"""
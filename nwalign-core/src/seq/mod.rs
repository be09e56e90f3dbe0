pub mod gapped;

pub use gapped::{GappedSeq, GAP};

use crate::alphabets::{dna, protein, Alphabet};
use crate::error::{NwError, NwResult};

#[derive(Clone, Copy, Debug, PartialEq, Eq, Hash)]
pub enum SeqKind {
    Nucleotide,
    Protein,
}

impl SeqKind {
    pub fn default_alphabet(self) -> Alphabet {
        match self {
            SeqKind::Nucleotide => dna::iupac_alphabet(),
            SeqKind::Protein => protein::iupac_alphabet(),
        }
    }
}

/// Borrowed residues that passed alphabet validation.
#[derive(Clone, Copy, Debug, PartialEq, Eq)]
pub struct Sequence<'a> {
    bytes: &'a [u8],
    kind: SeqKind,
}

impl<'a> Sequence<'a> {
    /// Validate `bytes` against `alphabet`. `which` (1 or 2) only labels the error.
    pub fn new(bytes: &'a [u8], kind: SeqKind, alphabet: &Alphabet, which: u8) -> NwResult<Self> {
        if let Some((pos, b)) = alphabet.first_invalid(bytes) {
            return Err(NwError::InvalidSequence {
                seq: which,
                ch: b as char,
                pos,
            });
        }
        Ok(Self { bytes, kind })
    }

    pub fn as_bytes(&self) -> &'a [u8] {
        self.bytes
    }

    pub fn kind(&self) -> SeqKind {
        self.kind
    }

    pub fn len(&self) -> usize {
        self.bytes.len()
    }

    pub fn is_empty(&self) -> bool {
        self.bytes.is_empty()
    }
}

#[cfg(test)]
mod tests {
    use super::*;

    #[test]
    fn valid_nucleotide() {
        let alpha = SeqKind::Nucleotide.default_alphabet();
        let seq = Sequence::new(b"ACGTNacgtn", SeqKind::Nucleotide, &alpha, 1).unwrap();
        assert_eq!(seq.len(), 10);
        assert_eq!(seq.kind(), SeqKind::Nucleotide);
    }

    #[test]
    fn invalid_char_rejected() {
        let alpha = SeqKind::Nucleotide.default_alphabet();
        let err = Sequence::new(b"AGXZ", SeqKind::Nucleotide, &alpha, 1).unwrap_err();
        match err {
            NwError::InvalidSequence { seq, ch, pos } => {
                assert_eq!(seq, 1);
                assert_eq!(ch, 'X');
                assert_eq!(pos, 2);
            }
            _ => panic!("expected InvalidSequence"),
        }
    }

    #[test]
    fn protein_accepts_what_dna_rejects() {
        let alpha = SeqKind::Protein.default_alphabet();
        assert!(Sequence::new(b"AGXZ", SeqKind::Protein, &alpha, 2).is_ok());
    }

    #[test]
    fn empty_is_valid() {
        let alpha = SeqKind::Nucleotide.default_alphabet();
        let seq = Sequence::new(b"", SeqKind::Nucleotide, &alpha, 1).unwrap();
        assert!(seq.is_empty());
    }
}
"""
INSTRUCTIONS FOR THE TASK
Please copy the whole of the material exactly as written.

OUTPUT OF THE TASK
filename nwalign-core/src/seq/mod.rs
repository be09e56e90f3dbe0
pub mod gapped;

pub use gapped::{GappedSeq, GAP};

use crate::alphabets::{dna, protein, Alphabet};
use crate::error::{NwError, NwResult};

#[derive(Clone, Copy, Debug, PartialEq, Eq, Hash)]
pub enum SeqKind {
    Nucleotide,
    Protein,
}

impl SeqKind {
    pub fn default_alphabet(self) -> Alphabet {
        match self {
            SeqKind::Nucleotide => dna::iupac_alphabet(),
            SeqKind::Protein => protein::iupac_alphabet(),
        }
    }
}

/// Borrowed residues that passed alphabet validation.
#[derive(Clone, Copy, Debug, PartialEq, Eq)]
pub struct Sequence<'a> {
    bytes: &'a [u8],
    kind: SeqKind,
}

impl<'a> Sequence<'a> {
    /// Validate `bytes` against `alphabet`. `which` (1 or 2) only labels the error.
    pub fn new(bytes: &'a [u8], kind: SeqKind, alphabet: &Alphabet, which: u8) -> NwResult<Self> {
        if let Some((pos, b)) = alphabet.first_invalid(bytes) {
            return Err(NwError::InvalidSequence {
                seq: which,
                ch: b as char,
                pos,
            });
        }
        Ok(Self { bytes, kind })
    }

    pub fn as_bytes(&self) -> &'a [u8] {
        self.bytes
    }

    pub fn kind(&self) -> SeqKind {
        self.kind
    }

    pub fn len(&self) -> usize {
        self.bytes.len()
    }

    pub fn is_empty(&self) -> bool {
        self.bytes.is_empty()
    }
}

#[cfg(test)]
mod tests {
    use super::*;

    #[test]
    fn valid_nucleotide() {
        let alpha = SeqKind::Nucleotide.default_alphabet();
        let seq = Sequence::new(b"ACGTNacgtn", SeqKind::Nucleotide, &alpha, 1).unwrap();
        assert_eq!(seq.len(), 10);
        assert_eq!(seq.kind(), SeqKind::Nucleotide);
    }

    #[test]
    fn invalid_char_rejected() {
        let alpha = SeqKind::Nucleotide.default_alphabet();
        let err = Sequence::new(b"AGXZ", SeqKind::Nucleotide, &alpha, 1).unwrap_err();
        match err {
            NwError::InvalidSequence { seq, ch, pos } => {
                assert_eq!(seq, 1);
                assert_eq!(ch, 'X');
                assert_eq!(pos, 2);
            }
            _ => panic!("expected InvalidSequence"),
        }
    }

    #[test]
    fn protein_accepts_what_dna_rejects() {
        let alpha = SeqKind::Protein.default_alphabet();
        assert!(Sequence::new(b"AGXZ", SeqKind::Protein, &alpha, 2).is_ok());
    }

    #[test]
    fn empty_is_valid() {
        let alpha = SeqKind::Nucleotide.default_alphabet();
        let seq = Sequence::new(b"", SeqKind::Nucleotide, &alpha, 1).unwrap();
        assert!(seq.is_empty());
    }
}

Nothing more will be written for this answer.